WHAT YOU HAVE TO DO:
Read the data, and whenever a line holds the word "NewUser", report that line.

SUPPLIED ENTRIES:
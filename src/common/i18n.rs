// src/common/i18n.rs

use std::{collections::HashMap, sync::Arc};

pub const DEFAULT_LANG: &str = "pt";

const PT: &[(&str, &str)] = &[
    ("validation.invalid_fields", "Um ou mais campos são inválidos."),
    ("request.invalid_body", "Corpo da requisição inválido ou incompleto."),
    ("request.invalid_path", "Identificador inválido na URL."),
    ("request.invalid_query", "Parâmetros de consulta inválidos."),
    ("request.invalid_multipart", "Formulário de envio inválido."),
    ("request.field_invalid", "Campo inválido"),
    ("request.field_required", "Campo obrigatório"),
    ("auth.email_taken", "Este e-mail já está em uso."),
    ("auth.invalid_credentials", "Login falhou. Verifique email e senha."),
    ("auth.invalid_token", "Token de autenticação inválido ou ausente."),
    ("auth.user_not_found", "Usuário não encontrado."),
    ("policy.requires_gestor", "Apenas gestores podem realizar esta ação."),
    ("policy.requires_staff", "Apenas gestores ou síndicos podem realizar esta ação."),
    ("policy.not_owner", "Você não tem acesso a este registro."),
    ("property.not_found", "Imóvel não encontrado."),
    ("property.invalid_id", "ID do imóvel inválido."),
    (
        "property.in_use",
        "Não é possível excluir o imóvel enquanto existirem contratos ou vistorias vinculadas.",
    ),
    ("property.invalid_status", "Status de imóvel inválido. Use Vago, Ocupado ou Alugado."),
    ("contract.not_found", "Contrato não encontrado."),
    ("payment.not_found", "Cobrança não encontrada."),
    ("inspection.not_found", "Vistoria não encontrada"),
    ("inspection.concluded", "Esta vistoria já foi concluída."),
    ("inspection.item_mismatch", "O item informado não pertence a esta vistoria."),
    ("upload.missing", "Nenhum arquivo foi selecionado"),
    ("upload.too_large", "Arquivo muito grande (máx 5MB)"),
    ("upload.type_not_allowed", "Tipo de arquivo não permitido. Use jpg, jpeg, png, gif ou webp"),
    ("internal", "Ocorreu um erro inesperado."),
];

const EN: &[(&str, &str)] = &[
    ("validation.invalid_fields", "One or more fields are invalid."),
    ("request.invalid_body", "Invalid or incomplete request body."),
    ("request.invalid_path", "Invalid identifier in the URL."),
    ("request.invalid_query", "Invalid query parameters."),
    ("request.invalid_multipart", "Invalid upload form."),
    ("request.field_invalid", "Invalid field"),
    ("request.field_required", "Required field"),
    ("auth.email_taken", "This e-mail is already in use."),
    ("auth.invalid_credentials", "Login failed. Check your e-mail and password."),
    ("auth.invalid_token", "Missing or invalid authentication token."),
    ("auth.user_not_found", "User not found."),
    ("policy.requires_gestor", "Only managers can perform this action."),
    ("policy.requires_staff", "Only managers or trustees can perform this action."),
    ("policy.not_owner", "You do not have access to this record."),
    ("property.not_found", "Property not found."),
    ("property.invalid_id", "Invalid property id."),
    (
        "property.in_use",
        "The property cannot be deleted while contracts or inspections reference it.",
    ),
    ("property.invalid_status", "Invalid property status. Use Vago, Ocupado or Alugado."),
    ("contract.not_found", "Contract not found."),
    ("payment.not_found", "Charge not found."),
    ("inspection.not_found", "Inspection not found"),
    ("inspection.concluded", "This inspection has already been concluded."),
    ("inspection.item_mismatch", "The checklist item does not belong to this inspection."),
    ("upload.missing", "No file was selected"),
    ("upload.too_large", "File too large (max 5MB)"),
    ("upload.type_not_allowed", "File type not allowed. Use jpg, jpeg, png, gif or webp"),
    ("internal", "An unexpected error occurred."),
];

/// Catálogo de mensagens por idioma. Idiomas desconhecidos caem no português.
#[derive(Clone)]
pub struct I18nStore {
    catalogs: Arc<HashMap<&'static str, HashMap<&'static str, &'static str>>>,
}

impl I18nStore {
    pub fn new() -> Self {
        let mut catalogs = HashMap::new();
        catalogs.insert("pt", PT.iter().copied().collect());
        catalogs.insert("en", EN.iter().copied().collect());
        Self {
            catalogs: Arc::new(catalogs),
        }
    }

    pub fn translate(&self, lang: &str, key: &str) -> String {
        let lookup = |lang: &str| self.catalogs.get(lang).and_then(|c| c.get(key)).copied();

        lookup(lang)
            .or_else(|| lookup(DEFAULT_LANG))
            .unwrap_or(key)
            .to_string()
    }
}

impl Default for I18nStore {
    fn default() -> Self {
        Self::new()
    }
}

#[cfg(test)]
mod tests {
    use super::*;

    #[test]
    fn every_key_has_both_languages() {
        let pt: Vec<&str> = PT.iter().map(|(k, _)| *k).collect();
        let en: Vec<&str> = EN.iter().map(|(k, _)| *k).collect();
        assert_eq!(pt, en);
    }

    #[test]
    fn unknown_language_falls_back_to_portuguese() {
        let store = I18nStore::new();
        assert_eq!(store.translate("de", "payment.not_found"), "Cobrança não encontrada.");
        assert_eq!(store.translate("en", "payment.not_found"), "Charge not found.");
    }

    #[test]
    fn unknown_key_is_returned_verbatim() {
        let store = I18nStore::new();
        assert_eq!(store.translate("pt", "no.such.key"), "no.such.key");
    }
}
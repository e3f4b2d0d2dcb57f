// src/services/billing_service.rs

use std::sync::Arc;

use chrono::{Local, NaiveDateTime};
use uuid::Uuid;

use crate::{
    common::{
        error::AppError,
        storage::{file_extension, FileStore, UploadArea},
    },
    db::PaymentRepository,
    middleware::{
        auth::AuthenticatedUser,
        rbac::{authorize, ensure, Action, Decision},
    },
    models::auth::Role,
    models::payment::{
        ChargeRow, FinancialOverview, FinancialPage, FinancialSummary, NewCharge, Payment, PaymentView,
        ProofUploaded,
    },
};

#[derive(Clone)]
pub struct BillingService {
    repo: PaymentRepository,
    file_store: Arc<dyn FileStore>,
    pix_payload: String,
}

impl BillingService {
    pub fn new(repo: PaymentRepository, file_store: Arc<dyn FileStore>, pix_payload: String) -> Self {
        Self {
            repo,
            file_store,
            pix_payload,
        }
    }

    /// GET /Financial: visão geral para o gestor, cobrança do mês para os demais.
    pub async fn financial_page(&self, user: &AuthenticatedUser) -> Result<FinancialPage, AppError> {
        let now = Local::now().naive_local();

        if authorize(user.role, Action::ViewFinancialOverview) == Decision::Allow {
            return Ok(FinancialPage::Overview(self.overview(now).await?));
        }

        let charge = self.current_charge(user.id, now).await?;
        Ok(FinancialPage::OwnCharge {
            charge: PaymentView::for_role(&charge, user.role, now),
        })
    }

    async fn overview(&self, now: NaiveDateTime) -> Result<FinancialOverview, AppError> {
        let rows = self.repo.list_with_payers(self.repo.pool()).await?;

        let charges: Vec<ChargeRow> = rows
            .iter()
            .map(|row| ChargeRow {
                // Na visão do gestor os valores aparecem sem desconto
                charge: PaymentView::for_role(&row.payment, Role::Gestor, now),
                payer_name: row.payer_name(),
                apartment: row.apartment(),
            })
            .collect();

        Ok(FinancialOverview {
            summary: FinancialSummary::from_rows(&charges),
            charges,
        })
    }

    /// Garante a cobrança do mês corrente e devolve a mais recente por vencimento.
    pub async fn current_charge(&self, user_id: Uuid, now: NaiveDateTime) -> Result<Payment, AppError> {
        let charge = NewCharge::monthly(user_id, now.date(), &self.pix_payload);

        if self.repo.ensure_monthly_charge(self.repo.pool(), &charge).await? {
            tracing::info!(user_id = %user_id, mes = %charge.mes_referencia, "Cobrança mensal gerada");
        }

        self.repo
            .latest_for_user(self.repo.pool(), user_id)
            .await?
            .ok_or(AppError::PaymentNotFound)
    }

    /// Cobrança visível para o usuário: qualquer uma para o gestor, só as próprias para os demais.
    pub async fn visible_charge(&self, user: &AuthenticatedUser, payment_id: Uuid) -> Result<Payment, AppError> {
        let payment = self
            .repo
            .find_by_id(self.repo.pool(), payment_id)
            .await?
            .ok_or(AppError::PaymentNotFound)?;

        if payment.user_id != user.id {
            ensure(user.role, Action::UploadAnyPaymentProof)
                .map_err(|_| AppError::Forbidden("policy.not_owner"))?;
        }

        Ok(payment)
    }

    /// Grava o comprovante e marca a cobrança como paga. Qualquer tipo de arquivo é aceito.
    pub async fn upload_proof(
        &self,
        user: &AuthenticatedUser,
        payment_id: Uuid,
        file_name: Option<&str>,
        bytes: &[u8],
    ) -> Result<ProofUploaded, AppError> {
        if bytes.is_empty() {
            return Err(AppError::MissingFile);
        }

        self.visible_charge(user, payment_id).await?;

        let extension = file_extension(file_name.unwrap_or_default());
        let stored = self.file_store.save(UploadArea::Comprovantes, &extension, bytes).await?;

        let updated = match self
            .repo
            .attach_proof(self.repo.pool(), payment_id, &stored.public_path)
            .await
        {
            Ok(Some(payment)) => payment,
            Ok(None) => {
                self.file_store.remove(&stored).await?;
                return Err(AppError::PaymentNotFound);
            }
            Err(e) => {
                if let Err(cleanup) = self.file_store.remove(&stored).await {
                    tracing::error!(path = %stored.public_path, "Falha ao remover comprovante órfão: {}", cleanup);
                }
                return Err(e);
            }
        };

        tracing::info!(payment_id = %updated.id, user_id = %user.id, "Comprovante registrado");

        Ok(ProofUploaded {
            success: true,
            message: "Comprovante enviado com sucesso!".to_string(),
            comprovante_path: stored.public_path,
        })
    }
}
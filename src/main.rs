//src/main.rs

use anyhow::Context;
use tokio::net::TcpListener;
use tracing_subscriber::EnvFilter;

use condohub::{
    config::{AppState, Settings},
    routes::build_router,
};

#[tokio::main]
async fn main() -> anyhow::Result<()> {
    // RUST_LOG tem prioridade sobre o filtro padrão
    let filter = EnvFilter::try_from_default_env().unwrap_or_else(|_| EnvFilter::new("condohub=info,tower_http=info"));
    tracing_subscriber::fmt()
        .with_env_filter(filter)
        .with_target(false)
        .compact()
        .init();

    let settings = Settings::from_env()?;
    let app_state = AppState::new(settings)
        .await
        .context("Falha ao inicializar o estado da aplicação.")?;

    // Faz o app rodar as migrações do SQLx na inicialização
    sqlx::migrate!()
        .run(&app_state.db_pool)
        .await
        .context("Falha ao rodar as migrações do banco de dados.")?;

    tracing::info!("✅ Migrações do banco de dados executadas com sucesso!");

    let addr = app_state.settings.bind_addr.clone();
    let app = build_router(app_state);

    let listener = TcpListener::bind(&addr)
        .await
        .with_context(|| format!("Falha ao iniciar o listener TCP em {}", addr))?;
    tracing::info!("🚀 Servidor escutando em {}", listener.local_addr()?);

    axum::serve(listener, app).await.context("Erro no servidor Axum")?;
    Ok(())
}
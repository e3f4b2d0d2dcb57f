// src/models/auth.rs

use chrono::{DateTime, NaiveDate, Utc};
use serde::{Deserialize, Serialize};
use utoipa::ToSchema;
use uuid::Uuid;
use validator::Validate;

// Papéis do condomínio (mesmos nomes usados nos tokens e no banco)
#[derive(Debug, Clone, Copy, PartialEq, Eq, Hash, Serialize, Deserialize, sqlx::Type, ToSchema)]
#[sqlx(type_name = "user_role", rename_all = "UPPERCASE")]
#[serde(rename_all = "UPPERCASE")]
pub enum Role {
    Gestor,
    Sindico,
    Morador,
}

// Representa um usuário vindo do banco de dados
#[derive(Debug, Clone, Serialize, sqlx::FromRow, ToSchema)]
#[serde(rename_all = "camelCase")]
pub struct User {
    pub id: Uuid,
    #[schema(example = "maria@condominio.com")]
    pub email: String,

    #[serde(skip_serializing)]
    #[schema(ignore)]
    pub password_hash: String,

    #[schema(example = "Maria Souza")]
    pub nome: Option<String>,
    pub cpf: Option<String>,
    pub bloco: Option<String>,
    pub apartamento: Option<String>,
    pub telefone: Option<String>,
    pub telefone_comercial: Option<String>,
    pub empresa: Option<String>,
    pub cargo: Option<String>,
    pub role: Role,
    #[schema(value_type = Option<String>, format = Date)]
    pub inicio_mandato: Option<NaiveDate>,
    pub bloco_residencia: Option<String>,

    pub created_at: DateTime<Utc>,
    pub updated_at: DateTime<Utc>,
}

impl User {
    /// Nome para exibição: o nome cadastrado, ou o e-mail quando não há nome.
    pub fn display_name(&self) -> String {
        match self.nome.as_deref().map(str::trim) {
            Some(nome) if !nome.is_empty() => nome.to_string(),
            _ => self.email.clone(),
        }
    }
}

// Dados de um novo usuário já com a senha processada
#[derive(Debug, Clone)]
pub struct NewUser {
    pub email: String,
    pub password_hash: String,
    pub nome: String,
    pub cpf: String,
    pub role: Role,
    pub bloco: Option<String>,
    pub apartamento: Option<String>,
    pub telefone: Option<String>,
    pub telefone_comercial: Option<String>,
    pub empresa: Option<String>,
    pub cargo: Option<String>,
    pub inicio_mandato: Option<NaiveDate>,
    pub bloco_residencia: Option<String>,
}

// Cadastro que ainda não passou pelo hash de senha
#[derive(Debug, Clone)]
pub struct Registration {
    pub password: String,
    pub user: NewUser,
}

#[derive(Debug, Deserialize, Validate, ToSchema)]
#[serde(rename_all = "camelCase")]
pub struct RegisterMoradorPayload {
    #[validate(length(min = 1, message = "O nome é obrigatório."))]
    pub nome: String,
    #[validate(email(message = "O e-mail fornecido é inválido."))]
    pub email: String,
    #[validate(length(min = 1, message = "O CPF é obrigatório."))]
    pub cpf: String,
    #[validate(length(min = 1, message = "O bloco é obrigatório."))]
    pub bloco: String,
    pub apartamento: Option<String>,
    #[validate(length(min = 6, message = "A senha deve ter no mínimo 6 caracteres."))]
    pub senha: String,
    #[validate(length(min = 1, message = "O telefone é obrigatório."))]
    pub telefone: String,
    pub confirmar_senha: Option<String>,
}

impl RegisterMoradorPayload {
    pub fn passwords_match(&self) -> bool {
        self.confirmar_senha.as_deref().is_none_or(|c| c == self.senha)
    }
}

#[derive(Debug, Deserialize, Validate, ToSchema)]
#[serde(rename_all = "camelCase")]
pub struct RegisterSindicoPayload {
    #[validate(length(min = 1, message = "O nome é obrigatório."))]
    pub nome: String,
    #[validate(email(message = "O e-mail fornecido é inválido."))]
    pub email: String,
    #[validate(length(min = 1, message = "O CPF é obrigatório."))]
    pub cpf: String,
    #[validate(length(min = 6, message = "A senha deve ter no mínimo 6 caracteres."))]
    pub senha: String,
    #[validate(length(min = 1, message = "O telefone é obrigatório."))]
    pub telefone: String,
    #[schema(value_type = String, format = Date, example = "2025-01-01")]
    pub inicio_mandato: NaiveDate,
    #[validate(length(min = 1, message = "O bloco de residência é obrigatório."))]
    pub bloco_residencia: String,
    pub apartamento: Option<String>,
}

#[derive(Debug, Deserialize, Validate, ToSchema)]
#[serde(rename_all = "camelCase")]
pub struct RegisterGestorPayload {
    #[validate(length(min = 1, message = "O nome é obrigatório."))]
    pub nome: String,
    #[validate(email(message = "O e-mail fornecido é inválido."))]
    pub email: String,
    #[validate(length(min = 1, message = "O CPF é obrigatório."))]
    pub cpf: String,
    #[validate(length(min = 6, message = "A senha deve ter no mínimo 6 caracteres."))]
    pub senha: String,
    #[validate(length(min = 1, message = "O telefone comercial é obrigatório."))]
    pub telefone_comercial: String,
    pub empresa: Option<String>,
    pub cargo: Option<String>,
}

/// Corpo do cadastro de gestor via API (`/api/account/register-gestor`).
/// Todos os campos são opcionais no JSON; as regras ficam em `check`.
#[derive(Debug, Default, Deserialize, ToSchema)]
pub struct GestorApiRegistration {
    #[serde(rename = "Nome", alias = "nome")]
    pub nome: Option<String>,
    #[serde(rename = "Email", alias = "email")]
    pub email: Option<String>,
    #[serde(rename = "CPF", alias = "cpf")]
    pub cpf: Option<String>,
    #[serde(rename = "Senha", alias = "senha")]
    pub senha: Option<String>,
    #[serde(rename = "ConfirmarSenha", alias = "confirmarSenha")]
    pub confirmar_senha: Option<String>,
    #[serde(rename = "TelefoneComercial", alias = "telefoneComercial")]
    pub telefone_comercial: Option<String>,
    #[serde(rename = "Empresa", alias = "empresa")]
    pub empresa: Option<String>,
    #[serde(rename = "Cargo", alias = "cargo")]
    pub cargo: Option<String>,
}

fn is_blank(value: &Option<String>) -> bool {
    value.as_deref().is_none_or(|v| v.trim().is_empty())
}

impl GestorApiRegistration {
    /// Verifica na ordem: obrigatórios, confirmação de senha, tamanho mínimo.
    pub fn check(&self) -> Result<(), Vec<String>> {
        let required = [
            &self.email,
            &self.senha,
            &self.confirmar_senha,
            &self.nome,
            &self.cpf,
            &self.telefone_comercial,
        ];
        if required.iter().any(|field| is_blank(field)) {
            return Err(vec!["Todos os campos obrigatórios devem ser preenchidos.".to_string()]);
        }

        if self.senha != self.confirmar_senha {
            return Err(vec!["As senhas não coincidem.".to_string()]);
        }

        if self.senha.as_deref().map(|s| s.chars().count()).unwrap_or(0) < 6 {
            return Err(vec!["A senha deve ter pelo menos 6 caracteres.".to_string()]);
        }

        Ok(())
    }
}

// Dados para login
#[derive(Debug, Deserialize, Validate, ToSchema)]
pub struct LoginUserPayload {
    #[validate(email(message = "O e-mail fornecido é inválido."))]
    pub email: String,
    #[validate(length(min = 1, message = "A senha é obrigatória."))]
    pub password: String,
}

// Resposta de autenticação com o token
#[derive(Debug, Serialize, ToSchema)]
#[serde(rename_all = "camelCase")]
pub struct AuthResponse {
    pub token: String,
    pub role: Role,
    pub name: String,
}

// Estrutura de dados ("claims") dentro do JWT
#[derive(Debug, Clone, Serialize, Deserialize)]
pub struct Claims {
    pub sub: Uuid,
    pub role: Role,
    pub name: String,
    pub exp: usize,
    pub iat: usize,
}

#[cfg(test)]
mod tests {
    use super::*;

    fn valid_gestor() -> GestorApiRegistration {
        GestorApiRegistration {
            nome: Some("Carlos Lima".into()),
            email: Some("carlos@adm.com".into()),
            cpf: Some("123.456.789-00".into()),
            senha: Some("segredo1".into()),
            confirmar_senha: Some("segredo1".into()),
            telefone_comercial: Some("(11) 4000-0000".into()),
            empresa: None,
            cargo: None,
        }
    }

    #[test]
    fn complete_gestor_registration_passes() {
        assert!(valid_gestor().check().is_ok());
    }

    #[test]
    fn blank_required_field_is_reported_first() {
        let mut dto = valid_gestor();
        dto.cpf = Some("   ".into());
        dto.confirmar_senha = Some("outra".into());

        let errors = dto.check().unwrap_err();
        assert_eq!(errors, vec!["Todos os campos obrigatórios devem ser preenchidos."]);
    }

    #[test]
    fn password_mismatch_is_reported() {
        let mut dto = valid_gestor();
        dto.confirmar_senha = Some("segredo2".into());
        assert_eq!(dto.check().unwrap_err(), vec!["As senhas não coincidem."]);
    }

    #[test]
    fn short_password_is_reported() {
        let mut dto = valid_gestor();
        dto.senha = Some("abc".into());
        dto.confirmar_senha = Some("abc".into());
        assert_eq!(dto.check().unwrap_err(), vec!["A senha deve ter pelo menos 6 caracteres."]);
    }

    #[test]
    fn api_registration_accepts_pascal_case_json() {
        let dto: GestorApiRegistration = serde_json::from_str(
            r#"{"Nome":"Ana","Email":"ana@x.com","CPF":"1","Senha":"123456","ConfirmarSenha":"123456","TelefoneComercial":"2"}"#,
        )
        .unwrap();
        assert_eq!(dto.cpf.as_deref(), Some("1"));
        assert!(dto.check().is_ok());
    }

    #[test]
    fn display_name_falls_back_to_email() {
        let user = User {
            id: Uuid::new_v4(),
            email: "joao@x.com".into(),
            password_hash: String::new(),
            nome: Some("  ".into()),
            cpf: None,
            bloco: None,
            apartamento: None,
            telefone: None,
            telefone_comercial: None,
            empresa: None,
            cargo: None,
            role: Role::Morador,
            inicio_mandato: None,
            bloco_residencia: None,
            created_at: Utc::now(),
            updated_at: Utc::now(),
        };
        assert_eq!(user.display_name(), "joao@x.com");
    }

    #[test]
    fn morador_confirmation_is_optional() {
        let payload = RegisterMoradorPayload {
            nome: "Ana".into(),
            email: "ana@x.com".into(),
            cpf: "1".into(),
            bloco: "A".into(),
            apartamento: None,
            senha: "123456".into(),
            telefone: "9".into(),
            confirmar_senha: None,
        };
        assert!(payload.passwords_match());
    }
}
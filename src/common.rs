pub mod error;
pub mod i18n;
pub mod storage;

ANSWER BELOW:
pub struct NewUser {
    pub user: NewUser,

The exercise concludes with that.